Vari gruppi hanno manovrato per verso un nuovo accordo che non era all’orizzonte. La presa di Sanna non era inevitabile, ma non è stata neanche una sorpresa. Sono seguite le bombe saudite.
Chi ha preso Sanaa? Due formazioni politiche rivali: gli Houthi e il partito denominato Congresso Generale del Popolo di Ali Abdullah Saleh, si sono messi insieme contro il governo di Hadi per prendere la capitale. Saleh aveva fatto una guerra contro gli Houthi dal 2004 al 2010. Ciononostante, si sono alleati per dargli questa spinta.
Avendo preso Sanaa, si sono aperte delle fratture tra i due alleati, con scontri nel campo militare di Raymat al-Humayad a nordo di di Sanaa che hanno mostrato la loro debolezza interna. Se avessero avuto tempo, è probabile che questi alleati avrebbero intensificato le loro proprie divisioni.
Prima, però, che questo potesse accadere, i Sauditi e i loro alleati iniziarono il bombardamento che cementò l’unità tra Saleh e gli Houthi e diede a questi ultimi l’accesso a personale militare altamente esperto che, per esempio, era in grado di sparare i missili Scud in Arabia Saudita.
E’ stata questa alleanza che è stata capace di ritardare l’assalto saudita, anche se al costo della distruzione dello Yemen.
Una delle grandi tragedie della guerra in Yemen è stata che la politica interna dello Yemen – che è notevolmente complessa – ora gira intorno alle tensioni geopolitiche regionali tra Iran a Arabia Saudita.
L’Iran di solito aveva rapporti minimali con gli Houthi e Saleh. Anche i loro cosiddetti comuni legami sciiti sono deboli, dato che gli Sciiti Zaydi dello Yemen non sono d’accordo con gli iraniani del ramo Twelver dell’Islam riguardo a vari argomenti di successione e di dottrina.

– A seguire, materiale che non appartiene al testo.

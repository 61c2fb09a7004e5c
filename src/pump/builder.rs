// SPDX-License-Identifier: MPL-2.0
// This Source Code Form is subject to the terms of the Mozilla Public
// License, v. 2.0. If a copy of the MPL was not distributed with this
// file, You can obtain one at https://mozilla.org/MPL/2.0/.

//! Pump accessory builder.

use std::sync::Arc;

use tokio::runtime::Handle;

use crate::accessory::AccessoryRecord;
use crate::clock::{Clock, SystemClock};
use crate::config::PumpConfig;
use crate::error::{Error, Result};
use crate::host::{Characteristic, Host, ServiceKind};

use super::PumpAccessory;

/// Builder for wiring a [`PumpAccessory`] into its host.
///
/// # Examples
///
/// ```
/// use std::sync::Arc;
/// use std::time::Duration;
/// use recirc_pump::host::InMemoryHost;
/// use recirc_pump::{AccessoryRecord, PumpAccessory, PumpConfig};
///
/// # #[tokio::main]
/// # async fn main() -> recirc_pump::Result<()> {
/// let host = Arc::new(InMemoryHost::new());
/// let record = AccessoryRecord::new("Recirculation Pump");
/// host.register_accessory(record.id());
///
/// let pump = PumpAccessory::builder(host, &record)
///     .with_config(PumpConfig::default().with_shutoff_delay(Duration::from_secs(60)))
///     .build()?;
///
/// assert!(!pump.is_on());
/// # Ok(())
/// # }
/// ```
pub struct PumpAccessoryBuilder<'a, H: Host> {
    host: Arc<H>,
    record: &'a AccessoryRecord,
    config: PumpConfig,
    clock: Arc<dyn Clock>,
}

impl<'a, H: Host + 'static> PumpAccessoryBuilder<'a, H> {
    /// Creates a builder with the default configuration and system clock.
    pub(crate) fn new(host: Arc<H>, record: &'a AccessoryRecord) -> Self {
        Self {
            host,
            record,
            config: PumpConfig::default(),
            clock: Arc::new(SystemClock),
        }
    }

    /// Sets the pump configuration.
    #[must_use]
    pub fn with_config(mut self, config: PumpConfig) -> Self {
        self.config = config;
        self
    }

    /// Sets the clock used to stamp pump runs.
    #[must_use]
    pub fn with_clock(mut self, clock: Arc<dyn Clock>) -> Self {
        self.clock = clock;
        self
    }

    /// Returns the configuration that will be used.
    #[must_use]
    pub fn config(&self) -> &PumpConfig {
        &self.config
    }

    /// Publishes the accessory's metadata and binds its handlers.
    ///
    /// Must be called from within a tokio runtime; timers are scheduled on
    /// that runtime for the lifetime of the accessory.
    ///
    /// Services are resolved before anything is written. Every host call
    /// after that overwrites or reuses what a previous call left behind, so
    /// a failed build can simply be retried on the same record.
    ///
    /// # Errors
    ///
    /// Returns error if:
    /// - the configuration is invalid
    /// - no tokio runtime is available
    /// - the accessory has no accessory-information service
    /// - the host does not know the accessory
    /// - the host rejects a service handle
    pub fn build(self) -> Result<PumpAccessory<H>> {
        self.config.validate()?;
        let runtime = Handle::try_current().map_err(|_| Error::NoRuntime)?;

        let id = self.record.id();
        let info = self
            .host
            .service(id, ServiceKind::AccessoryInformation)
            .ok_or(Error::MissingService(ServiceKind::AccessoryInformation))?;
        let valve = self.host.get_or_create_service(id, ServiceKind::Valve)?;

        let metadata = [
            (Characteristic::Manufacturer, &self.config.manufacturer),
            (Characteristic::Model, &self.config.model),
            (Characteristic::SerialNumber, &self.config.serial_number),
            (Characteristic::ValveType, &self.config.valve_type_label),
        ];
        for (key, value) in metadata {
            self.host
                .set_characteristic(&info, key, value.as_str().into())?;
        }

        self.host.set_characteristic(
            &valve,
            Characteristic::Name,
            self.record.display_name().into(),
        )?;

        let pump = PumpAccessory::new(
            self.host,
            id,
            valve,
            self.config,
            self.clock,
            runtime,
        );
        pump.bind_handlers()?;

        tracing::debug!(
            accessory = %id,
            name = %self.record.display_name(),
            "Pump accessory ready"
        );
        Ok(pump)
    }
}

La paranoia dell’Arabia Saudita riguardo all’influenza iraniana, svolge qui un ruolo importante. Si eclissano le altre spaccature in Yemen: le questioni del federalismo e delle secessioni, il Nord rispetto al Sud, il laicismo repubblicano rispetto al dominio islamico. L’inserimento dell’Arabia Saudita nel conflitto ha complicato le cose e ha reso la pace un’idea impossibile.
Se i Sauditi volevano indebolire gli Houthi e Saleh, certamente era il caso in cui l’intelligence saudita avrebbe colto i segni di problemi interni tra questi due campi.

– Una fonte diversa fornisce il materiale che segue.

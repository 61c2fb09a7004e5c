// SPDX-License-Identifier: MPL-2.0

//! Run cycle simulation example.
//!
//! Wires a pump into the in-memory host with shortened delays, activates it
//! the way a client would, and prints what a client reads over time.
//!
//! # Usage
//!
//! ```bash
//! cargo run --example simulate
//! ```

use std::sync::Arc;
use std::time::Duration;

use recirc_pump::host::{Characteristic, CharacteristicValue, InMemoryHost};
use recirc_pump::{AccessoryRecord, PumpAccessory, PumpConfig};

#[tokio::main]
async fn main() -> Result<(), Box<dyn std::error::Error>> {
    tracing_subscriber::fmt::init();

    let host = Arc::new(InMemoryHost::new());
    let record = AccessoryRecord::new("Recirculation Pump");
    host.register_accessory(record.id());

    let config = PumpConfig::default()
        .with_engagement_delay(Duration::from_millis(500))
        .with_shutoff_delay(Duration::from_secs(3));
    let pump = PumpAccessory::builder(Arc::clone(&host), &record)
        .with_config(config)
        .build()?;

    println!("Valve type: {:?}", host.read(pump.service(), Characteristic::ValveType)?);
    print_state(&host, &pump, "before activation")?;

    host.write(pump.service(), Characteristic::Active, CharacteristicValue::UInt8(1))?;
    print_state(&host, &pump, "just activated")?;

    tokio::time::sleep(Duration::from_millis(600)).await;
    print_state(&host, &pump, "after engagement")?;
    println!("Last run: {}", pump.last_run());

    tokio::time::sleep(Duration::from_secs(3)).await;
    print_state(&host, &pump, "after shutoff")?;

    Ok(())
}

fn print_state(
    host: &InMemoryHost,
    pump: &PumpAccessory<InMemoryHost>,
    label: &str,
) -> recirc_pump::Result<()> {
    let active = host.read(pump.service(), Characteristic::Active)?;
    let in_use = host.read(pump.service(), Characteristic::InUse)?;
    println!("{label:>20}: active={active:?} in_use={in_use:?}");
    Ok(())
}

L’approccio più sensato sarebbe stato di cercare di “scollarli” . Quello che ha fatto il bombardamento del 26 marzo è stato di unirli. E’ possibile che i Sauditi non abbiano fatto un ragionamento strategico, e che fossero motivati semplicemente dall’odio per l’Iran?
O forse potrebbe darsi che le preoccupazioni interne abbiano portato alla guerra? Dopo tutto, proprio prima della guerra, re Salman era salito al trono e aveva nominato ministro della difesa suo figlio Mohammed bin Salman.

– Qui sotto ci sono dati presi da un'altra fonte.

// SPDX-License-Identifier: MPL-2.0
// This Source Code Form is subject to the terms of the Mozilla Public
// License, v. 2.0. If a copy of the MPL was not distributed with this
// file, You can obtain one at https://mozilla.org/MPL/2.0/.

//! Pump accessory configuration.

use std::time::Duration;

use serde::{Deserialize, Serialize};

use crate::error::{ConfigError, Result};
use crate::types::RECIRCULATION_PUMP;

/// Default time for the simulated pump to engage.
pub const DEFAULT_ENGAGEMENT_DELAY: Duration = Duration::from_millis(1000);

/// Default time after activation at which the pump is forced off.
pub const DEFAULT_SHUTOFF_DELAY: Duration = Duration::from_millis(120_000);

/// What a new activation does to shutoff timers that are still pending.
#[derive(Debug, Clone, Copy, PartialEq, Eq, Default, Serialize, Deserialize)]
#[serde(rename_all = "snake_case")]
pub enum ShutoffPolicy {
    /// Every activation schedules its own shutoff and nothing is cancelled.
    ///
    /// The earliest pending shutoff turns the pump off even if a later
    /// activation just engaged it.
    #[default]
    Independent,
    /// An activation cancels all pending shutoffs before scheduling its own,
    /// so the run window restarts on every trigger.
    ///
    /// This deviates from the pump's historical behavior and must be opted
    /// into explicitly.
    RestartOnActivate,
}

/// Configuration for a [`PumpAccessory`](crate::PumpAccessory).
///
/// # Examples
///
/// ```
/// use std::time::Duration;
/// use recirc_pump::{PumpConfig, ShutoffPolicy};
///
/// // Defaults: 1 s engagement, 120 s shutoff, independent timers
/// let config = PumpConfig::default();
/// assert_eq!(config.engagement_delay, Duration::from_secs(1));
///
/// let config = PumpConfig::default()
///     .with_serial_number("0042")
///     .with_shutoff_delay(Duration::from_secs(300))
///     .with_shutoff_policy(ShutoffPolicy::RestartOnActivate);
/// ```
#[derive(Debug, Clone, PartialEq, Eq)]
pub struct PumpConfig {
    /// Manufacturer written to the information service.
    pub manufacturer: String,
    /// Model written to the information service.
    pub model: String,
    /// Serial number written to the information service.
    pub serial_number: String,
    /// Descriptive label written to the information service's `ValveType`.
    /// The valve's own `ValveType` read always reports "Recirculation Pump".
    pub valve_type_label: String,
    /// Time between activation and the pump running.
    pub engagement_delay: Duration,
    /// Time between activation and the pump being forced off.
    pub shutoff_delay: Duration,
    /// Treatment of pending shutoffs on re-activation.
    pub shutoff_policy: ShutoffPolicy,
}

impl Default for PumpConfig {
    fn default() -> Self {
        Self {
            manufacturer: "Kyle".to_string(),
            model: "Raspberry-Pi-Pico-2-W".to_string(),
            serial_number: "0001".to_string(),
            valve_type_label: RECIRCULATION_PUMP.to_string(),
            engagement_delay: DEFAULT_ENGAGEMENT_DELAY,
            shutoff_delay: DEFAULT_SHUTOFF_DELAY,
            shutoff_policy: ShutoffPolicy::Independent,
        }
    }
}

/// JSON form of [`PumpConfig`]. Every field is optional.
#[derive(Debug, Default, Deserialize)]
#[serde(default)]
struct RawPumpConfig {
    manufacturer: Option<String>,
    model: Option<String>,
    serial_number: Option<String>,
    valve_type_label: Option<String>,
    engagement_delay_ms: Option<u64>,
    shutoff_delay_ms: Option<u64>,
    shutoff_policy: Option<ShutoffPolicy>,
}

impl PumpConfig {
    /// Parses and validates a JSON configuration.
    ///
    /// Missing fields take their default values.
    ///
    /// ```
    /// use std::time::Duration;
    /// use recirc_pump::{PumpConfig, ShutoffPolicy};
    ///
    /// let config = PumpConfig::from_json(r#"{
    ///     "serial_number": "0002",
    ///     "shutoff_delay_ms": 60000,
    ///     "shutoff_policy": "restart_on_activate"
    /// }"#).unwrap();
    ///
    /// assert_eq!(config.shutoff_delay, Duration::from_secs(60));
    /// assert_eq!(config.shutoff_policy, ShutoffPolicy::RestartOnActivate);
    /// assert_eq!(config.manufacturer, "Kyle");
    /// ```
    ///
    /// # Errors
    ///
    /// Returns `Error::Config` if the JSON is malformed or the delays are
    /// invalid (see [`validate`](Self::validate)).
    pub fn from_json(json: &str) -> Result<Self> {
        let raw: RawPumpConfig = serde_json::from_str(json).map_err(ConfigError::from)?;
        let defaults = Self::default();

        let config = Self {
            manufacturer: raw.manufacturer.unwrap_or(defaults.manufacturer),
            model: raw.model.unwrap_or(defaults.model),
            serial_number: raw.serial_number.unwrap_or(defaults.serial_number),
            valve_type_label: raw.valve_type_label.unwrap_or(defaults.valve_type_label),
            engagement_delay: raw
                .engagement_delay_ms
                .map_or(defaults.engagement_delay, Duration::from_millis),
            shutoff_delay: raw
                .shutoff_delay_ms
                .map_or(defaults.shutoff_delay, Duration::from_millis),
            shutoff_policy: raw.shutoff_policy.unwrap_or(defaults.shutoff_policy),
        };
        config.validate()?;
        Ok(config)
    }

    /// Checks that both delays are non-zero and that the shutoff outlasts
    /// the engagement.
    ///
    /// # Errors
    ///
    /// Returns `Error::Config` describing the first violated constraint.
    pub fn validate(&self) -> Result<()> {
        if self.engagement_delay.is_zero() {
            return Err(ConfigError::ZeroDelay("engagement delay").into());
        }
        if self.shutoff_delay.is_zero() {
            return Err(ConfigError::ZeroDelay("shutoff delay").into());
        }
        if self.shutoff_delay <= self.engagement_delay {
            return Err(ConfigError::ShutoffBeforeEngagement {
                engagement_ms: duration_ms(self.engagement_delay),
                shutoff_ms: duration_ms(self.shutoff_delay),
            }
            .into());
        }
        Ok(())
    }

    /// Sets the manufacturer.
    #[must_use]
    pub fn with_manufacturer(mut self, manufacturer: impl Into<String>) -> Self {
        self.manufacturer = manufacturer.into();
        self
    }

    /// Sets the model.
    #[must_use]
    pub fn with_model(mut self, model: impl Into<String>) -> Self {
        self.model = model.into();
        self
    }

    /// Sets the serial number.
    #[must_use]
    pub fn with_serial_number(mut self, serial_number: impl Into<String>) -> Self {
        self.serial_number = serial_number.into();
        self
    }

    /// Sets the information-service valve label.
    #[must_use]
    pub fn with_valve_type_label(mut self, label: impl Into<String>) -> Self {
        self.valve_type_label = label.into();
        self
    }

    /// Sets the engagement delay.
    #[must_use]
    pub fn with_engagement_delay(mut self, delay: Duration) -> Self {
        self.engagement_delay = delay;
        self
    }

    /// Sets the shutoff delay.
    #[must_use]
    pub fn with_shutoff_delay(mut self, delay: Duration) -> Self {
        self.shutoff_delay = delay;
        self
    }

    /// Sets the shutoff policy.
    #[must_use]
    pub fn with_shutoff_policy(mut self, policy: ShutoffPolicy) -> Self {
        self.shutoff_policy = policy;
        self
    }
}

pub(crate) fn duration_ms(duration: Duration) -> u64 {
    u64::try_from(duration.as_millis()).unwrap_or(u64::MAX)
}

Mohammed bin Salman, noto localmente come MbS, è apparso alla televisione saudita il giorno dopo l’inizio dei bombardamenti, mentre parlava con i piloti e guardava le mappe. La guerra dello Yemen avrebbe potuto essere l’occasione di MbS per dimostrare che era davvero in carica.
Ora è un peso fastidioso per lui. Non si può vedere l’Arabia Saudita che si ritira, a meno che non abbia vinto. La legittimità della monarchia le viene conferita da questo esito. Lo Yemen viene sacrificato a tali motivazioni.
Un nuovo rapporto dal Gruppo Internazionale di Crisi, intitolato: Yemen: una pace è possibile? (9 febbraio) fa una richiesta pertinente di pace e poi offre una valutazione profondamente negativa.
“Le dinamiche interne e regionali non fanno prevedere cose buone per la pace,” scrivono gli autori. Mentre si deteriorano le relazioni tra Riyadh e Teheran, si deteriorano anche le possibilità di sistemare i problemi regionali qui. All’interno del paese si è infranta la fiducia tra le varie parti. Il sentimento settario è ora dominante.
L’unificazione dello Yemen avvenuta nel 1990 rischia di essere distrutta. Le due forze sono contente di stare sedute vicino alla vecchia linea di confine, con la città di Taiz che è cavallo tra le due. Le milizie Houthi e la Resistenza del Sud sono ora diventate importanti come l’esercito yemenita ridotto in frantumi.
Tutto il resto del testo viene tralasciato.